Emeril: I was. I was.
Helen: What did you guys make? Like, were you good?
Emeril: Well, I don't know.
Helen: I guess so.
Emeril: I thought we were pretty good.
Helen: Is any band full of high-schoolers ever really good?
Emeril: I played it quite seriously. So I toured a little bit, mostly in the northern part of the United States and Canada. It’s another life.
Greg: So you turned down —
We had a vegetable garden, and my first dish that I learned how to make was vegetable soup, with my mom, on a stool
Emeril: Well, my mom was a big influence. So I think my first dish was probably when I was seven. We had a vegetable garden, and my first dish that I learned how to make was vegetable soup, with my mom, on a stool. And, you know, god willing, she’s...you know, she’s still alive, and we still talk food as often as we can. That was probably the first influence of cooking, was with her.
Helen: So how did you get from Massachusetts and — you went to culinary school at Johnson & Wales, right, in Rhode Island?
Emeril: Yes, in Providence. Right.
Helen: So how did you get from, like, core New England down to New Orleans? What’s that path?
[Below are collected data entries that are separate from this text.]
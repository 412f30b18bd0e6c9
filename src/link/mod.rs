// Flight-controller link
//
// - MAVLink framing (v1 out, v1/v2 in)
// - Heartbeat-gated session over the serial port

pub mod mavlink;
mod session;

pub use session::{
    CommandLink, LinkError, LinkSession, Liveness, SessionOptions, DEFAULT_COMPONENT_ID,
    DEFAULT_SYSTEM_ID,
};

#[cfg(test)]
pub(crate) use session::tests as session_tests;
Emeril: Well, I am fortunate — I was American-schooled, but I was classically trained. So had a lot of influences, and I was working mostly in the New England area. Anywhere from New York to Maine while I was going to school and after school. I then joined a very interesting hotel company called Dunphy Hotels, which is now Omni. But I wasn’t really so much a hotel guy as I was a restaurant guy, right? So they really brought me in to sort of do the restaurant part of things. I had some great mentors along the way there, and lived in New York City for a bit, and that’s where I met Wolfgang Puck, who was probably my first influence on a serious basis.
Greg: Where did you live in New York when you lived here?
Emeril: I lived in Queens, actually. I couldn’t afford to live in Manhattan. I took the train. You know, it was one of those journeys. Great experience.
Helen: Did you work with Puck at a restaurant here?
Emeril: I did.
Helen: Which restaurant was that?
Emeril: Well, he was at Ma Maison, and Dunphy Hotels, at Hyatt, the folks Patrick Terrail and Wolfgang from Ma Maison — to open a hotel project here called, um, it was on 50th Street. It’s now the Omni. But it wasn’t Omni then, it was Dunphy Hotel. So they had a restaurant, sort of like a seasons concept, that they hired me and brought me in for, and Wolfgang sort of oversaw the restaurant project and then slowly moved up to sous-chef. It was very hard getting a job then, you know, in the ’70s in New York, because there weren’t really any American cooks. They were all, you know, either German or French, et cetera. So —
Helen: Continental was still the thing, right?
Emeril: Right. It was very difficult. So, anyhow, Wolfgang, we worked together. And to answer your question, I had met a person that was very, very close to the Brennan family. And in 1982, they were actually looking to bring on a new chef in New Orleans to take over Paul Prudhomme’s slot. Paul had just opened K-Paul’s with his wife, Kay, and was still on, but he was also still at Commander’s. I interviewed for the job, which was quite an experience, just the interview itself.
Helen: What was that like?
Emeril: It was long. It was months. You know, they were very thorough, and very particular about what they wanted and who they wanted to have.
Greg: This restaurant has a legacy that goes back, like, a century, right?
Emeril: Yeah, yeah, it's amazing. So in 1982, I took over the chef’s job there. I moved to New Orleans and took over Commander's Palace. Later, besides being the chef, I was also the general manager of the restaurant. So I ran the restaurant from the kitchen, which is very, very unusual.
Helen: It’s like directing your own music video.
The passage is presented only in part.